O ato da penhora de dinheiro em depósito ou aplicação, antigamente realizado através de postagem de ofício ao Banco Central do Brasil, hoje é efetuado de forma online, através de sistema do próprio BCB. O convênio de cooperação técnico-institucional, firmado entre o Banco Central e o Poder Judiciário, denomina-se BacenJud, e possibilita o cumprimento imediato das ordens judiciais de bloqueio de valores.

Assim, determinada a busca e bloqueio de valores pelo magistrado, utiliza-se o sistema BacenJud para a satisfação do crédito. O sistema realiza a busca por saldos em todas as contas do CPF ou CNPJ devedor em instituições cadastradas no Banco Central que integrem o Cadastro de Clientes do Sistema Financeiro Nacional (CCS), recaindo a penhora sobre os valores existentes.

Ocorre que as fintechs não estão abrangidas pelo rol de instituições participantes do cadastro do BCB, especificadas no artigo 3º do Regulamento do BacenJud 2.0. Para simplificar: essas instituições financeiras não são consideradas “bancos” pelo Banco Central, mas definidas como “empresas que introduzem inovações nos mercados financeiros”.

Portanto, embora constituídas como sociedades de crédito direto (SCD) ou sociedades de empréstimo entre pessoas (SEP) e regulamentadas pelo Conselho Monetário Nacional (CMN), as fintechs estão fora do alcance do sistema BacenJud.

Contudo, essa circunstância não significa a intangibilidade das contas digitais pela penhora.

Isso porque, apesar de não serem consideradas “bancos” no sentido estrito, as fintechs ainda consistem em bancos digitais e, mais, constituem instituições financeiras. Nesse sentido, e conforme dispõe o excerto acima colacionado do inciso I do artigo 835, CPC, os valores depositados nestas instituições são, sim, penhoráveis — somente não o são pelo sistema BacenJud.

Desse modo, a maneira processual para penhorar valores de correntistas em fintechs ocorre através da expedição de ofícios pelo juízo, após impulso do exequente, notificando-se a instituição para que informe se há ativos financeiros em nome do executado e realize o consequente bloqueio, isto com fulcro nos artigos 139, IV, 772, III e 773, caput, todos do CPC.

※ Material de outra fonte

//! Configuration for the Ryanvk runtime.
//!
//! Settings come from `ryanvk.toml` (or YAML), `RYANVK_*` environment
//! variables and programmatic defaults, layered with figment.

pub mod error;
pub mod loader;
pub mod schema;
pub mod validation;

pub use error::{ConfigError, ConfigResult};
pub use loader::{ConfigLoader, Profile, load_config, load_config_from_file};
pub use schema::{
    LogFormat, LogLevel, LogOutput, LogRotation, LoggingConfig, ProtocolConfig, RyanvkConfig,
    SpanEventConfig, SubsetRef,
};
pub use validation::validate_config;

Logo, mesmo que não classificadas como bancos no sentido estrito, as fintechs estão, sim, sujeitas à ordem judicial de bloqueio de valores.

Nesses casos, apesar de não contarem os credores com a facilidade oferecida pelo sistema BacenJud, a legislação permite que tais valores sejam bloqueados, desde que diligenciado o pedido para a expedição de ofícios (ou seja, existe, de fato, maior dificuldade em se indisponibilizar passivos financeiros de forma imediata), nos termos da lei.

Mister ressaltar, entretanto, que há certo desconhecimento destas peculiaridades até mesmo por parte dos magistrados, dado que alguns juízos ainda indeferem pedidos de expedição de ofícios a essas instituições financeiras, porquanto acreditam que o sistema BacenJud abrangeria as nomeadas fintechs.

Outrossim, importante rememorar que, sob a ótica do ordenamento jurídico brasileiro, o processo de execução sempre deverá consistir procedimento célere e justo para o credor. Inclusive, é diante desse contexto que muito já se manifesta pela necessidade de o regulamento do BacenJud adaptar-se e incluir os bancos digitais em seu sistema.

Não há espaço, portanto, para qualquer suposição ou defesa ao resguardo dos ativos financeiros em fintechs a ordens de bloqueio judicial. Porém, ainda assim, é importante manter-se sempre atento às hipóteses de impenhorabilidade, estipuladas nos incisos IV e X do artigo 833, CPC, pelas quais poderá ser revertida, a tempo e modo, a ordem de bloqueio judicial.